I have a number of reservations though. In Dunc: Part 1 there's obviously a lot of cutting out from the book but not much added in, and where there are additions they all add clarity. Part 2 seems to add a lot more stuff - conflict between northern and southern Fremen tribes, for example - and those additions often make the story more complex rather than less. There's a sense of adding in Easter Eggs for people who've read the book, but sometimes they misinterpret the book - Stilgar at the catchbasin telling Jessica not to give water to the dead and implying that to the Fremen it's a sign of weakness, whereas in the novel Paul giving water to the dead at Jamis' funeral is like the most shockingly profound thing they've ever seen. (Maybe that won't work in a film, and that's fine, but don't put it in and reverse the meaning).
Also, as Celebith mentioned upthread, the timeline doesn't really make sense. Is this all taking place over about three months? There are a couple of inadvertent Life of Brian references. My biggest issue though is that I dislike what the film does with Jessica as a character. In the book she's the nearest thing to a sympathetic PoV character as Paul becomes more fatalistic. At the end she encourages Paul not make the same mistake as his father and to marry for love not politics, and the final line is her commiserating with Chani.
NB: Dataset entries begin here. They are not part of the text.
use std::fmt;
use std::path::Path;
use std::process::Stdio;
use std::str::FromStr;

use csnap_common::{SnapError, SnapResult};
use tokio::io::{AsyncBufReadExt, BufReader};
use tokio::sync::mpsc::UnboundedSender;

use crate::podman::Podman;
use crate::reference::normalize_reference;

/// When to contact the registry on pull.
#[derive(Debug, Clone, Copy, Default, PartialEq, Eq)]
pub enum PullPolicy {
    /// Always pull, even if the image is present.
    #[default]
    Always,
    /// Pull only if the image is missing.
    Missing,
    /// Pull if the registry has a newer image.
    Newer,
    /// Never pull; fail if the image is missing.
    Never,
}

impl PullPolicy {
    /// The policy name understood by the image tool.
    #[must_use]
    pub const fn as_str(self) -> &'static str {
        match self {
            Self::Always => "always",
            Self::Missing => "missing",
            Self::Newer => "newer",
            Self::Never => "never",
        }
    }
}

impl fmt::Display for PullPolicy {
    fn fmt(&self, f: &mut fmt::Formatter<'_>) -> fmt::Result {
        f.write_str(self.as_str())
    }
}

impl FromStr for PullPolicy {
    type Err = SnapError;

    fn from_str(s: &str) -> Result<Self, Self::Err> {
        match s {
            "always" => Ok(Self::Always),
            "missing" => Ok(Self::Missing),
            "newer" => Ok(Self::Newer),
            "never" => Ok(Self::Never),
            other => Err(SnapError::Config {
                message: format!("unknown pull policy '{other}'"),
            }),
        }
    }
}

/// A progress event emitted while pulling.
#[derive(Debug, Clone, PartialEq, Eq)]
pub enum PullProgress {
    /// A layer blob is being fetched or has been fetched.
    Blob {
        /// Blob digest.
        digest: String,
        /// Whether the blob is complete.
        done: bool,
    },
    /// The image config is being copied.
    Config {
        /// Config digest.
        digest: String,
    },
    /// Any other status line.
    Status(String),
}

impl PullProgress {
    /// Interpret one progress line of the image tool.
    #[must_use]
    pub fn parse(line: &str) -> Option<Self> {
        let line = line.trim();
        if line.is_empty() {
            return None;
        }

        if let Some(rest) = line.strip_prefix("Copying blob ") {
            let mut parts = rest.split_whitespace();
            let digest = parts.next()?.to_string();
            let done = parts.any(|w| matches!(w, "done" | "skipped:"));
            return Some(Self::Blob { digest, done });
        }
        if let Some(rest) = line.strip_prefix("Copying config ") {
            let digest = rest.split_whitespace().next()?.to_string();
            return Some(Self::Config { digest });
        }
        Some(Self::Status(line.to_string()))
    }
}

impl fmt::Display for PullProgress {
    fn fmt(&self, f: &mut fmt::Formatter<'_>) -> fmt::Result {
        match self {
            Self::Blob { digest, done: true } => write!(f, "Pulled layer {digest}"),
            Self::Blob { digest, done: false } => write!(f, "Pulling layer {digest}"),
            Self::Config { digest } => write!(f, "Copying config {digest}"),
            Self::Status(line) => f.write_str(line),
        }
    }
}

/// Pulls and loads images into the snapshot store.
#[derive(Debug, Clone)]
pub struct Puller {
    podman: Podman,
}

impl Puller {
    /// Create a puller operating through `podman`.
    pub fn new(podman: Podman) -> Self {
        Self { podman }
    }

    /// Pull `reference` and return the IDs of the pulled images.
    ///
    /// Progress is forwarded to `progress` while the pull runs. A dropped
    /// receiver does not abort the pull.
    pub async fn pull(
        &self,
        reference: &str,
        policy: PullPolicy,
        progress: UnboundedSender<PullProgress>,
    ) -> SnapResult<Vec<String>> {
        const OPERATION: &str = "podman pull";

        let reference = normalize_reference(reference);
        tracing::info!(reference = %reference, %policy, "Pulling image");

        let mut child = self
            .podman
            .async_command()
            .args(["pull", "--policy", policy.as_str()])
            .arg(&reference)
            .stdin(Stdio::null())
            .stdout(Stdio::piped())
            .stderr(Stdio::piped())
            .spawn()
            .map_err(|e| self.podman.spawn_error(OPERATION, &e))?;

        let stderr = child
            .stderr
            .take()
            .ok_or_else(|| SnapError::primitive(OPERATION, "stderr not captured"))?;

        let forwarder = tokio::spawn(async move {
            let mut lines = BufReader::new(stderr).lines();
            let mut transcript = Vec::new();
            while let Ok(Some(line)) = lines.next_line().await {
                if let Some(event) = PullProgress::parse(&line) {
                    // receiver gone: keep draining so the child never blocks
                    let _ = progress.send(event);
                }
                transcript.push(line);
            }
            transcript
        });

        let output = child
            .wait_with_output()
            .await
            .map_err(|e| self.podman.spawn_error(OPERATION, &e))?;
        let transcript = forwarder.await.unwrap_or_default();

        if !output.status.success() {
            return Err(SnapError::primitive(
                OPERATION,
                format!("{} ({})", transcript.join("\n").trim(), output.status),
            ));
        }

        let ids = parse_image_ids(&String::from_utf8_lossy(&output.stdout));
        if ids.len() != 1 {
            tracing::warn!(count = ids.len(), "Expected to pull exactly one image");
        }
        for id in &ids {
            tracing::info!(id = %id, "Pulled image");
        }
        Ok(ids)
    }

    /// Load an image archive into the store, returning the loaded names.
    pub async fn load(&self, archive: &Path) -> SnapResult<Vec<String>> {
        tracing::info!(archive = %archive.display(), "Loading image archive");

        let output = self
            .podman
            .run_async(
                "podman load",
                self.podman
                    .async_command()
                    .args(["load", "--input"])
                    .arg(archive)
                    .stdin(Stdio::null()),
            )
            .await?;

        Ok(parse_loaded_names(&output))
    }
}

/// One image ID per non-empty output line.
fn parse_image_ids(stdout: &str) -> Vec<String> {
    stdout
        .lines()
        .map(str::trim)
        .filter(|l| !l.is_empty())
        .map(ToString::to_string)
        .collect()
}

/// Names from `Loaded image: <name>` / `Loaded image(s): <a>,<b>` lines.
fn parse_loaded_names(stdout: &str) -> Vec<String> {
    stdout
        .lines()
        .filter_map(|l| l.split_once(": "))
        .filter(|(prefix, _)| prefix.trim_start().starts_with("Loaded image"))
        .flat_map(|(_, names)| names.split(','))
        .map(|n| n.trim().to_string())
        .filter(|n| !n.is_empty())
        .collect()
}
I appreciate that an adaptation isn't just putting what's in a book on the screen, but it's a huge reversal of her character in the film, which treats her as ruthlessly ambitious.
I'm not surprised that none of them made it into either film, as ultimately they're extraneous to the story, but my three favourite things from the book are: the dinner party scene; Liet Kynes wandering in the desert having hallucinations about his father and wondering why he's having them, then, just before he dies, realising how massively he's fucked up by sending Paul to the Fremen; and everything with Count Fenring in it.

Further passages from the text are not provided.